When the true depth sensor was available on the iPhone, there was an opportunity to migrate the two onto one device. This meant coordinating the two separate flows onto the iPhone, which would reduce the amount of devices and equipment was needed to estimate blood loss.
Refining the user flow
I worked with the product manager to identify the current flow and bring insight into a nurses workflow in an operating room setting, and how best we can fit the two device flows into one.
The iPod canister and vdrape entry was usually done towards the end of a case or postpartum, so it was easy to have a nurse complete those entries later or have the ability to reopen a case to enter the info for an accurate quantified blood loss (QBL) assessment.
Triton AI (iOS) app designs
After refining the user flow, I redesigned the screens incorporating Triton’s sponge scanning computer vision technology into the iPhone screen as well as restructuring how the case summary screen to fit onto a mobile device.

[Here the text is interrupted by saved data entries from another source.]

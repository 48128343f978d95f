//! In-process request aggregator.
//!
//! # Responsibilities
//! - Count every intercepted request and hand out sequence numbers
//! - Aggregate completed requests per (method, route)
//! - Persist one completion event per request
//! - Produce snapshots and reports on demand
//!
//! # Design Decisions
//! - Explicitly constructed and shared via `Arc`; several trackers can live
//!   in one process
//! - Per-key updates happen under the `DashMap` shard lock for that key
//! - Recording is claimed per request through a compare-and-set latch, so a
//!   request is recorded once no matter how many completion signals fire

use std::fmt;
use std::net::SocketAddr;
use std::sync::atomic::{AtomicBool, AtomicU64, Ordering};
use std::sync::{Arc, PoisonError, RwLock};
use std::time::Instant;

use axum::body::Body;
use axum::extract::{ConnectInfo, MatchedPath};
use axum::http::{header::USER_AGENT, Request, StatusCode};
use chrono::{DateTime, Utc};
use dashmap::DashMap;

use crate::event::{now_millis, truncate_user_agent, CompletionEvent, ReportEntry, UNKNOWN};
use crate::observability::metrics;
use crate::observability::LogSink;
use crate::tracking::record::{round2, MetricRecord, Observation, RouteKey};
use crate::tracking::snapshot::{
    format_uptime, MetricsReport, MetricsSnapshot, MetricsSummary, RouteMetrics,
};

/// Aggregates request metrics and writes completion events.
pub struct MetricsTracker {
    routes: DashMap<RouteKey, MetricRecord>,
    request_count: AtomicU64,
    started: RwLock<Instant>,
    enabled: AtomicBool,
    sink: Arc<LogSink>,
}

impl fmt::Debug for MetricsTracker {
    fn fmt(&self, f: &mut fmt::Formatter<'_>) -> fmt::Result {
        f.debug_struct("MetricsTracker")
            .field("routes", &self.routes.len())
            .field("request_count", &self.total_requests())
            .field("enabled", &self.is_enabled())
            .field("log", &self.sink.path())
            .finish()
    }
}

impl MetricsTracker {
    /// Create an enabled tracker writing events to `sink`.
    pub fn new(sink: Arc<LogSink>) -> Self {
        Self {
            routes: DashMap::new(),
            request_count: AtomicU64::new(0),
            started: RwLock::new(Instant::now()),
            enabled: AtomicBool::new(true),
            sink,
        }
    }

    /// The event log this tracker appends to.
    pub fn sink(&self) -> &Arc<LogSink> {
        &self.sink
    }

    pub fn is_enabled(&self) -> bool {
        self.enabled.load(Ordering::Relaxed)
    }

    /// Resume tracking. Existing aggregates are kept.
    pub fn enable(&self) {
        self.enabled.store(true, Ordering::Relaxed);
    }

    /// Stop tracking new requests. Existing aggregates are kept.
    pub fn disable(&self) {
        self.enabled.store(false, Ordering::Relaxed);
    }

    /// Requests intercepted since start or the last clear.
    pub fn total_requests(&self) -> u64 {
        self.request_count.load(Ordering::Relaxed)
    }

    /// Start tracking `request`: bump the request counter and capture
    /// everything needed to record it later.
    pub fn begin(self: &Arc<Self>, request: &Request<Body>) -> CompletionHandle {
        let request_id = self.request_count.fetch_add(1, Ordering::Relaxed) + 1;

        let route = request
            .extensions()
            .get::<MatchedPath>()
            .map(|p| p.as_str().to_owned())
            .unwrap_or_else(|| request.uri().path().to_owned());

        let ip = request
            .extensions()
            .get::<ConnectInfo<SocketAddr>>()
            .map(|ConnectInfo(addr)| addr.ip().to_string())
            .unwrap_or_else(|| UNKNOWN.to_string());

        let user_agent = request
            .headers()
            .get(USER_AGENT)
            .map(|v| String::from_utf8_lossy(v.as_bytes()))
            .filter(|v| !v.is_empty())
            .map(|v| truncate_user_agent(&v))
            .unwrap_or_else(|| UNKNOWN.to_string());

        CompletionHandle {
            tracker: Arc::clone(self),
            request: Arc::new(RequestContext {
                key: RouteKey::new(request.method().as_str(), route),
                ip,
                user_agent,
                request_id,
                started: Instant::now(),
                recorded: AtomicBool::new(false),
            }),
        }
    }

    /// Fold one observation into the record for `key`.
    pub fn observe(&self, key: RouteKey, obs: Observation) {
        self.routes
            .entry(key)
            .or_insert_with(|| MetricRecord::new(obs.at))
            .observe(&obs);
    }

    fn record(&self, request: &RequestContext, status: u16) {
        let latency = request.started.elapsed();
        let latency_ms = latency.as_millis() as u64;
        let at = now_millis();

        self.observe(
            request.key.clone(),
            Observation {
                status,
                latency_ms,
                ip: request.ip.clone(),
                user_agent: request.user_agent.clone(),
                at,
            },
        );
        metrics::record_request(&request.key.method, &request.key.route, status, latency);

        let event = CompletionEvent {
            timestamp: at,
            method: request.key.method.clone(),
            route: request.key.route.clone(),
            status_code: status,
            response_time: latency_ms,
            ip: request.ip.clone(),
            user_agent: request.user_agent.clone(),
            request_id: request.request_id,
        };

        if let Err(e) = self.sink.append_json(&event) {
            tracing::error!(
                path = %self.sink.path().display(),
                request_id = request.request_id,
                error = %e,
                "Failed to write completion event"
            );
        }
    }

    /// Current aggregates, routes sorted by request count.
    pub fn get_metrics(&self) -> MetricsSnapshot {
        self.get_metrics_at(Utc::now())
    }

    /// Same as [`get_metrics`](Self::get_metrics) with an explicit clock for
    /// recency weighting.
    pub fn get_metrics_at(&self, now: DateTime<Utc>) -> MetricsSnapshot {
        let uptime_ms = self
            .started
            .read()
            .unwrap_or_else(PoisonError::into_inner)
            .elapsed()
            .as_millis() as u64;
        let total_requests = self.total_requests();

        let average_requests_per_minute = if uptime_ms == 0 {
            0.0
        } else {
            round2(total_requests as f64 / (uptime_ms as f64 / 60_000.0))
        };

        let mut routes: Vec<RouteMetrics> = self
            .routes
            .iter()
            .map(|entry| {
                let key = entry.key();
                let record = entry.value();
                RouteMetrics {
                    endpoint: key.to_string(),
                    method: key.method.clone(),
                    route: key.route.clone(),
                    total_requests: record.count,
                    average_response_time: record.average_response_time,
                    status_codes: record.status_codes.clone(),
                    first_access: record.first_access,
                    last_access: record.last_access,
                    unique_visitors: record.unique_ips.len(),
                    popularity_score: record.popularity_score(now),
                }
            })
            .collect();

        routes.sort_by(|a, b| {
            b.total_requests
                .cmp(&a.total_requests)
                .then_with(|| a.endpoint.cmp(&b.endpoint))
        });

        MetricsSnapshot {
            summary: MetricsSummary {
                total_requests,
                uptime: uptime_ms,
                average_requests_per_minute,
                unique_routes: routes.len(),
                generated_at: now,
            },
            routes,
        }
    }

    /// Snapshot plus rankings, persisted to the event log as a report line.
    pub fn generate_report(&self) -> MetricsReport {
        let report = MetricsReport::from_snapshot(self.get_metrics());

        let persisted = serde_json::to_value(&report)
            .map_err(Into::into)
            .and_then(|value| self.sink.append_json(&ReportEntry::new(value)));
        if let Err(e) = persisted {
            tracing::error!(path = %self.sink.path().display(), error = %e, "Failed to persist metrics report");
        }

        report
    }

    /// Drop all aggregates and restart the uptime clock. The event log is
    /// left untouched.
    pub fn clear_metrics(&self) {
        self.routes.clear();
        self.request_count.store(0, Ordering::Relaxed);
        *self.started.write().unwrap_or_else(PoisonError::into_inner) = Instant::now();
    }

    /// Log a short summary of the current aggregates.
    pub fn log_summary(&self) {
        let snapshot = self.get_metrics();
        let summary = &snapshot.summary;

        tracing::info!(
            total_requests = summary.total_requests,
            unique_routes = summary.unique_routes,
            avg_req_per_min = summary.average_requests_per_minute,
            uptime = %format_uptime(summary.uptime),
            log = %self.sink.path().display(),
            "Metrics summary"
        );

        for (rank, route) in snapshot.routes.iter().take(5).enumerate() {
            tracing::info!(
                rank = rank + 1,
                endpoint = %route.endpoint,
                requests = route.total_requests,
                avg_ms = route.average_response_time,
                "Top route"
            );
        }
    }
}

struct RequestContext {
    key: RouteKey,
    ip: String,
    user_agent: String,
    request_id: u64,
    started: Instant,
    recorded: AtomicBool,
}

/// Per-request recording right.
///
/// Inserted into request extensions by the tracking middleware. Handlers that
/// finish their work before returning (streaming, background flushes) may
/// call [`complete`](Self::complete) themselves; only the first call records.
#[derive(Clone)]
pub struct CompletionHandle {
    tracker: Arc<MetricsTracker>,
    request: Arc<RequestContext>,
}

impl fmt::Debug for CompletionHandle {
    fn fmt(&self, f: &mut fmt::Formatter<'_>) -> fmt::Result {
        f.debug_struct("CompletionHandle")
            .field("endpoint", &self.request.key.to_string())
            .field("request_id", &self.request.request_id)
            .field("completed", &self.is_completed())
            .finish()
    }
}

impl CompletionHandle {
    /// Record the request with `status`. Returns true if this call recorded
    /// it, false if an earlier signal already did.
    pub fn complete(&self, status: StatusCode) -> bool {
        if self
            .request
            .recorded
            .compare_exchange(false, true, Ordering::AcqRel, Ordering::Acquire)
            .is_err()
        {
            return false;
        }
        self.tracker.record(&self.request, status.as_u16());
        true
    }

    pub fn is_completed(&self) -> bool {
        self.request.recorded.load(Ordering::Acquire)
    }

    pub fn request_id(&self) -> u64 {
        self.request.request_id
    }

    pub fn route_key(&self) -> &RouteKey {
        &self.request.key
    }
}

Although the screens from the iPod translated easily onto the iPhone, I worried about the reduction of information transitioning from the iPad. I needed to find other ways to display the same amount of information on a smaller device. I was able to utilize the iOS bottom sheet to layer more information through a swipe gesture to uncover the quantified blood loss during the case.
Usability Tests with Nurses
The product manager and I detailed tasks and scenarios into a research protocol for nurses to test a lightweight application. We went to a hospital and tested with nurses on their free time. These nurses were already familiar with Triton on iPad, but we wanted to gauge their sentiments around the iOS platform.
Nurses were successful in completing the scenarios presented to them, however were apprehensive of the smaller size and decreased font size—especially for older nurses going through a case in the operating room.
Results & Handoff
With the findings from the usability test, we wanted to make sure we increased the font size to enable easy recognition in the operating room and for accessibility for nurses who may have trouble with the smaller device. I also designed both a light and a dark mode for operating rooms that maneuver in dim lighting.
We were able to transition over 25 hospitals to the Triton AI (iPhone) platform and continued monitoring blood loss accuracy and sponge images in the analytics dashboard.